Other than the fact it was being called a “breezy-fun and profound… take on girls growing into women,” I had no idea what is was about. After trailers for both the Chronicles of Narnia and the new Harry Potter before the movie, I figured they were targeting the same demographic as this film, and it would be a lighthearted fantasy epic. At the very least, I expected the “Sisterhood” to be a teenage group of sanitized new-age Wiccans casting spells on the lame jocks at their high school. I was wrong – there was no witchery at all. And while the movie did have a pair of “magic” pants, they were probably the worst pair of “magic” pants in the history of super-powered clothing. All they did was fit anybody who put them on. I actually own a pair of pants like this – they’re called spandex shorts and they feel great on a summer day!

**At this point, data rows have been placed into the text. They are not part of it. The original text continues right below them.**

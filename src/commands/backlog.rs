//! `autonum backlog` commands.

use crate::backlog;
use crate::context::ServiceContext;

use super::Output;

/// Execute `backlog allocate`: reserve the next index for `trigger`.
///
/// # Errors
///
/// Returns an error string if the config is unknown or the reservation
/// fails.
pub fn allocate(ctx: &ServiceContext, config: &str, trigger: &str, output: Output) -> Result<(), String> {
    let config = ctx
        .configs
        .find_config(config)
        .map_err(|e| format!("failed to load config '{config}': {e}"))?
        .ok_or_else(|| format!("no active config '{config}'"))?;
    let entry = backlog::allocate(ctx, &config, trigger).map_err(|e| e.to_string())?;

    if output.json {
        return output.print_json(&entry);
    }
    println!("Reserved index {} of '{}' for trigger '{}'", entry.index, entry.config_id, entry.trigger_id);
    Ok(())
}

#[cfg(test)]
mod tests {
    use std::sync::Arc;

    use super::*;
    use crate::adapters::memory::{FixedClock, MemoryConfigStore};
    use crate::model::NumberingConfig;

    #[test]
    fn allocate_reserves_next_index() {
        let configs = Arc::new(MemoryConfigStore::new().with(NumberingConfig {
            id: "inv".into(),
            format: Some("INV-{sequence}".into()),
            current_index: Some(2),
            ..NumberingConfig::default()
        }));
        let mut ctx = ServiceContext::in_memory(FixedClock::at("2025-01-01T00:00:00Z"));
        ctx.configs = configs.clone();

        allocate(&ctx, "inv", "t1", Output { json: false }).unwrap();
        assert_eq!(configs.backlog("inv")[0].index, 3);
        assert!(allocate(&ctx, "missing", "t2", Output { json: false }).is_err());
    }
}
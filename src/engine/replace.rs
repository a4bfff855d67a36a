//! Character replacement rules applied to the finished string.

use regex::Regex;

use crate::error::NumberingError;

/// Ordered `pattern,replacement` rules.
#[derive(Debug, Clone, Default)]
pub struct ReplacementRules {
    rules: Vec<(Regex, String)>,
}

impl ReplacementRules {
    /// Parses `pattern,replacement;pattern,replacement`. Empty entries
    /// between separators are ignored.
    ///
    /// # Errors
    ///
    /// Returns [`NumberingError::ReplacementRuleInvalid`] for an entry
    /// without a comma, an empty pattern, or an invalid regex.
    pub fn parse(raw: Option<&str>) -> Result<Self, NumberingError> {
        let mut rules = Vec::new();
        for entry in raw.unwrap_or_default().split(';').filter(|e| !e.is_empty()) {
            let (pattern, replacement) = entry.split_once(',').ok_or_else(|| {
                NumberingError::ReplacementRuleInvalid(format!("'{entry}' is not 'pattern,replacement'"))
            })?;
            if pattern.is_empty() {
                return Err(NumberingError::ReplacementRuleInvalid(format!("'{entry}' has an empty pattern")));
            }
            let regex = Regex::new(pattern)
                .map_err(|e| NumberingError::ReplacementRuleInvalid(format!("'{pattern}': {e}")))?;
            rules.push((regex, replacement.to_string()));
        }
        Ok(Self { rules })
    }

    /// Applies every rule in declared order.
    #[must_use]
    pub fn apply(&self, input: &str) -> String {
        self.rules.iter().fold(input.to_string(), |text, (regex, replacement)| {
            regex.replace_all(&text, replacement.as_str()).into_owned()
        })
    }
}
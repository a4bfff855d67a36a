//! Adapters backed by the running system.

pub mod clock;
pub mod filesystem;
pub mod id_gen;
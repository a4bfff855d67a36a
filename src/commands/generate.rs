//! `autonum generate`, `autonum inline` and `autonum preview` commands.

use crate::cli::TargetArgs;
use crate::context::ServiceContext;
use crate::engine::{GenerationRequest, NumberingEngine, Outcome, SkipReason, WriteMode};
use crate::model::{NumberingConfig, Record};
use crate::select::{self, ConfigSource};

use super::Output;

/// Execute `generate` or `inline`: select a config, generate and store
/// the number on the target record.
///
/// # Errors
///
/// Returns an error string if the target cannot be loaded, selection
/// fails, or the generation fails.
pub fn run(
    ctx: &ServiceContext,
    source: &ConfigSource,
    owner: &str,
    args: &TargetArgs,
    output: Output,
) -> Result<(), String> {
    let mut target = load_target(ctx, args)?;
    let selected = select::select(ctx, source, target.as_ref(), owner, &args.org).map_err(|e| e.to_string())?;
    let Some(selected) = selected else {
        return print_outcome(&Outcome::skipped(SkipReason::ConditionNotMet), output);
    };

    let mut request = build_request(selected.config, args);
    request.is_backlogged = selected.is_backlogged;
    request.target = target.as_mut();

    let outcome = engine(ctx, args.seed).generate(request).map_err(|e| e.to_string())?;
    print_outcome(&outcome, output)
}

/// Execute `preview`: generate against a sandbox so no counter, stream
/// or record is written.
///
/// # Errors
///
/// Returns an error string if the config is unknown, the target cannot
/// be loaded, or the generation fails.
pub fn preview(ctx: &ServiceContext, config: &str, args: &TargetArgs, output: Output) -> Result<(), String> {
    let config = ctx
        .configs
        .find_config(config)
        .map_err(|e| format!("failed to load config '{config}': {e}"))?
        .ok_or_else(|| format!("no active config '{config}'"))?;
    let sandbox = ctx.sandbox(config.clone()).map_err(|e| format!("failed to prepare preview: {e}"))?;

    let mut target = load_target(ctx, args)?;
    let mut request = build_request(config, args);
    request.write_mode = WriteMode::InPlace;
    request.target = target.as_mut();

    let outcome = engine(&sandbox, args.seed).generate(request).map_err(|e| e.to_string())?;
    print_outcome(&outcome, output)
}

fn build_request<'r>(config: NumberingConfig, args: &TargetArgs) -> GenerationRequest<'r> {
    let mut request = GenerationRequest::new(config);
    request.params = (!args.params.is_empty()).then(|| args.params.clone());
    request.organization_id.clone_from(&args.org);
    request.is_update = args.update;
    request
}

fn engine(ctx: &ServiceContext, seed: Option<u64>) -> NumberingEngine<'_> {
    let engine = NumberingEngine::new(ctx);
    match seed {
        Some(seed) => engine.with_seed(seed),
        None => engine,
    }
}

fn load_target(ctx: &ServiceContext, args: &TargetArgs) -> Result<Option<Record>, String> {
    let (Some(entity), Some(id)) = (&args.entity, &args.id) else {
        return Ok(None);
    };
    ctx.records
        .get(entity, id, None)
        .map(Some)
        .map_err(|e| format!("failed to load {entity}/{id}: {e}"))
}

fn print_outcome(outcome: &Outcome, output: Output) -> Result<(), String> {
    if output.json {
        return output.print_json(outcome);
    }
    match outcome {
        Outcome::Generated(number) => println!("{}", number.generated),
        Outcome::Skipped { reason } => println!("Skipped: {}", describe(*reason)),
    }
    Ok(())
}

fn describe(reason: SkipReason) -> &'static str {
    match reason {
        SkipReason::Inactive => "config is inactive",
        SkipReason::AlreadyNumbering => "target already has a number",
        SkipReason::ConditionNotMet => "no config condition matched",
    }
}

With no actual enchantment bestowed upon them from their pants, the four main characters, who all went on separate summer vacations, were left to progress in their individual storylines with no supernatural ability – one tried to do anything to sleep with her soccer coach, one tried to do anything to sleep with a Meditteranean lothario, and another one tried to do anything to sleep with some random dude playing video games at the Amco, but in the end she was too distracted by a dying little girl. The remaining Sister was too busy (read: too fat) to be into boys; so she tried to do anything to convince her adopted Aryan family that she was more than a stereotypical Chicano, mostly by launching into typical angry-Hispanic-female rants about how white everyone acted.
I was kind of bothered by the fact that a family movie was geared towards having so much sex with strangers. I was even more bothered by the fact I did not ignore the previous fact and enjoy the X-tina clone running around in Puma shorts on the beach more than I did, which was hardly at all. My favorite part was actually when the senior citizen next to me, up way past his bed time, blew his nose at the end of the movie. I don’t know why – it just was. On a scale of super-clothing, where Green Lantern’s ring is a 1 and Iron Man’s suit is a 10, The Sisterhood of the Traveling Pants rates a pair of extremely comfortable boxer briefs I bought at The Gap, the numerical equivalent of a 1.9.